“Dalam waktu dekat akan bertambah 80 pasar, berarti totalnya jadi 200 pasar tradisional yang tertib ukur,” kata Bayu Krisnamurthi saat menjadi pembicara kunci dalam seminar nasional Metrologi Legal di Surakarta, Selasa, 20 Mei 2014. Nah, bila di tiap pasar tradisional terdapat rata-rata 3 ribu alat timbangan, artinya total ada 30 juta alat timbangan di seluruh pasar tradisional di Indonesia. Dikurangi dengan jumlah pasar tradisional yang tertib ukur, diperkirakan ada sekitar 29,4 juta alat timbangan yang tak sesuai dengan ukuran sebenarnya dan harus ditera ulang.
Bayu menjelaskan, selama ini tera ulang alat timbangan di pasar tradisional terkendala keterbatasan sumber daya manusia. Kementerian Perdagangan pun tidak sanggup menyelesaikannya dalam waktu singkat. “Kami harus melayani 10 ribu pasar tradisional di 400 kabupaten dan kota di 17 ribu pulau,” tuturnya. Adapun Direktur Metrologi Direktorat Jenderal Standardisasi dan Perlindungan Konsumen, Kementerian Perdagangan, Hari Prawoko, mengakui kekurangan sumber daya manusia yang kompeten. “Negara-negara lain di ASEAN sudah lebih siap,” katanya.

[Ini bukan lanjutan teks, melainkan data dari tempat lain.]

//! AgroPanel API server

use agropanel::{web, AppConfig, AppContext};
use clap::{Parser, Subcommand};
use std::path::PathBuf;
use tracing::{error, info};

#[derive(Parser)]
#[command(author, version, about, long_about = None)]
struct Cli {
    #[command(subcommand)]
    command: Option<Commands>,
}

#[derive(Subcommand)]
enum Commands {
    /// Run the API server (default)
    Serve {
        /// Port to listen on
        #[arg(short, long)]
        port: Option<u16>,

        /// Host to bind
        #[arg(long)]
        host: Option<String>,
    },

    /// Generate example configuration
    Init {
        /// Output path for configuration
        #[arg(short, long, default_value = "agropanel.toml")]
        output: PathBuf,
    },
}

#[tokio::main]
async fn main() -> anyhow::Result<()> {
    // Initialize logging
    tracing_subscriber::fmt()
        .with_env_filter("agropanel=debug,tower_http=info")
        .init();

    let cli = Cli::parse();

    match cli.command.unwrap_or(Commands::Serve {
        port: None,
        host: None,
    }) {
        Commands::Serve { port, host } => {
            run_server(port, host).await?;
        }

        Commands::Init { output } => {
            generate_config(output).await?;
        }
    }

    Ok(())
}

async fn run_server(port: Option<u16>, host: Option<String>) -> anyhow::Result<()> {
    // Load configuration
    let mut config = AppConfig::from_env().unwrap_or_else(|e| {
        error!("Failed to load config: {}", e);
        info!("Using default configuration");
        AppConfig::default()
    });

    if let Some(port) = port {
        config.port = port;
    }
    if let Some(host) = host {
        config.host = host;
    }

    info!("Configuration loaded for: {}", config.app_name);

    // Initialize application context
    let context = AppContext::new(config.clone()).await?;
    info!("Database initialized");

    let app = web::create_router(context);

    let addr = format!("{}:{}", config.host, config.port);
    let listener = tokio::net::TcpListener::bind(&addr).await?;

    info!("API server running at http://{}", addr);

    axum::serve(listener, app).await?;

    Ok(())
}

async fn generate_config(output: PathBuf) -> anyhow::Result<()> {
    if output.exists() {
        error!("Configuration file already exists: {:?}", output);
        anyhow::bail!("file already exists");
    }

    let example_config = include_str!("../agropanel.example.toml");

    tokio::fs::write(&output, example_config).await?;

    info!("Generated configuration file: {:?}", output);
    info!("Edit this file, then run: agropanel serve");

    Ok(())
}
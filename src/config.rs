//! Configuration for AgroPanel

use serde::{Deserialize, Serialize};
use std::time::Duration;

#[derive(Debug, Clone, Serialize, Deserialize)]
pub struct AppConfig {
    /// Application name
    pub app_name: String,

    /// Database URL
    pub database_url: String,

    /// API server host
    pub host: String,

    /// API server port
    pub port: u16,

    /// Origin allowed by CORS
    pub cors_origin: String,

    /// JWT signing secret
    pub jwt_secret: String,

    /// Access token lifetime
    pub access_token_ttl: Duration,

    /// Refresh token lifetime
    pub refresh_token_ttl: Duration,
}

impl Default for AppConfig {
    fn default() -> Self {
        Self {
            app_name: "AgroPanel".to_string(),
            database_url: "sqlite://agropanel.db".to_string(),
            host: "127.0.0.1".to_string(),
            port: 4000,
            cors_origin: "http://localhost:3000".to_string(),
            jwt_secret: generate_secret(),
            access_token_ttl: Duration::from_secs(60 * 60), // 1 hour
            refresh_token_ttl: Duration::from_secs(30 * 24 * 60 * 60), // 30 days
        }
    }
}

fn generate_secret() -> String {
    use base64::{engine::general_purpose, Engine as _};
    use rand::Rng;
    let mut rng = rand::thread_rng();
    let bytes: Vec<u8> = (0..32).map(|_| rng.gen()).collect();
    general_purpose::STANDARD.encode(bytes)
}

pub struct AppConfigBuilder {
    config: AppConfig,
}

impl AppConfig {
    pub fn builder() -> AppConfigBuilder {
        AppConfigBuilder {
            config: AppConfig::default(),
        }
    }

    /// Load configuration from environment and files
    pub fn from_env() -> Result<Self, config::ConfigError> {
        let mut config = config::Config::builder();

        // Start with default
        config = config.add_source(config::Config::try_from(&AppConfig::default())?);

        // Layer on .env file
        if dotenvy::dotenv().is_ok() {
            config = config.add_source(config::Environment::with_prefix("AGROPANEL"));
        }

        // Layer on config file if exists
        if std::path::Path::new("agropanel.toml").exists() {
            config = config.add_source(config::File::with_name("agropanel"));
        }

        config.build()?.try_deserialize()
    }
}

impl AppConfigBuilder {
    pub fn app_name(mut self, name: impl Into<String>) -> Self {
        self.config.app_name = name.into();
        self
    }

    pub fn database_url(mut self, url: impl Into<String>) -> Self {
        self.config.database_url = url.into();
        self
    }

    pub fn host(mut self, host: impl Into<String>) -> Self {
        self.config.host = host.into();
        self
    }

    pub fn port(mut self, port: u16) -> Self {
        self.config.port = port;
        self
    }

    pub fn cors_origin(mut self, origin: impl Into<String>) -> Self {
        self.config.cors_origin = origin.into();
        self
    }

    pub fn jwt_secret(mut self, secret: impl Into<String>) -> Self {
        self.config.jwt_secret = secret.into();
        self
    }

    pub fn access_token_ttl(mut self, ttl: Duration) -> Self {
        self.config.access_token_ttl = ttl;
        self
    }

    pub fn refresh_token_ttl(mut self, ttl: Duration) -> Self {
        self.config.refresh_token_ttl = ttl;
        self
    }

    pub fn build(self) -> AppConfig {
        self.config
    }
}
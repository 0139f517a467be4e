//! API client library
//!
//! The frontend core: session state, an authenticated HTTP client with a
//! single refresh-and-retry on 401, and a route guard with proactive token
//! refresh. Intended for a desktop or CLI frontend and for integration tests.

mod guard;
mod http;
mod session;

pub use guard::RouteGuard;
pub use http::ApiClient;
pub use session::{AuthState, SessionManager};

use thiserror::Error;

#[derive(Error, Debug)]
pub enum ClientError {
    #[error("HTTP error: {0}")]
    Http(#[from] reqwest::Error),

    #[error("Serialization error: {0}")]
    Serialize(#[from] serde_json::Error),

    #[error("{message}")]
    Api { status: u16, message: String },

    #[error("Session expired. Please sign in again.")]
    SessionExpired,
}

Selain kendala SDM, dia mengatakan laboratorium kalibrasi masih terpusat di pulau Jawa. Padahal idealnya, kata Hari, laboratorium itu tersebar di berbagai daerah untuk meningkatkan pelayanan kemetrologian. Hanya enam dari 169 pasar tradisional di Daerah Istimewa Yogyakarta yang sudah memiliki peralatan penimbangan barang terstandardisasi. Keenamnya ialah Pasar Sambilegi di Kabupaten Sleman, Pasar Sentolo di Kabupaten Kulonprogo, Pasar Argosari di Kabupaten Gunungkidul, Pasar Imogiri di Kabupaten Bantul, serta Pasar Prawirotaman dan Pasar Lempuyangan di Kota Yogyakarta.
"Baru pasar-pasar ini yang memiliki sertifikat bertanda tera sah atau sistem alat penimbangan barang pedagangnya sudah terstandardisasi oleh Balai Metrologi," ujar Kepala Balai Metrologi Dinas Perindustrian DIY, Sudaryono, di sela pembukaan Forum Metrologi Legal Asia Pasifik ke-20 di Hotel Royal Ambarukmo, Kamis, 7 November 2013.
Sudaryono mengatakan, minimnya pasar tradisional yang memiliki predikat tertib ukur menandakan praktek kecurangan pedagang untuk mengakali pembeli masih banyak terjadi. “Padahal praktek memanipulasi berat barang merupakan salah satu penyebab kenaikan harga barang," ujar dia. Kebanyakan praktek kecurangan di pasar tradisional, menurut Sudaryono, masih seputar memberi pengganjal di alat timbangan untuk menambah berat barang yang sebenarnya lebih ringan. “DIY masih butuh waktu lama untuk menjadi kawasan tertib ukur,” katanya.
Direktur Metrologi Direktorat Jenderal Standardisasi dan Perlindungan Konsumen Kementerian Perdagangan, Hari Prawoko, mengatakan belum banyak pemerintah daerah memberi perhatian terhadap perbaikan sistem alat ukur di kawasannya. Menurut dia, baru ada tujuh kota di Indonesia yang berstatus tertib ukur. "Baru Batam, Surakarta, Singkawang, Balikpapan, Bontang, Tarakan, dan Mojokerto," ujar Hari.
Menurut Hari, sektor penting yang butuh standardisasi alat ukur di daerah ialah listrik, gas, air, dan pasar, serta perdagangan komoditas penting semacam minyak sawit. Dia berpendapat, penertiban alat ukur di pasar layak menjadi perhatian sebab praktek kecurangan penimbangan berpengaruh terhadap inflasi. "Akumulasi kecurangan dalam menimbang barang menyebabkan inflasi," ujar dia.
Bahkan dalam pertemuan ini dibahas soal pengukuran nilai pulsa yang dikenakan olehprovider terhadap pemakai frekuensi selulernya. "Selama ini pengukur pulsa belum ada, jadi metrologi bukan hanya bahas isu soal volume," kata Wakil Menteri Perdagangan Bayu Krishnamurti.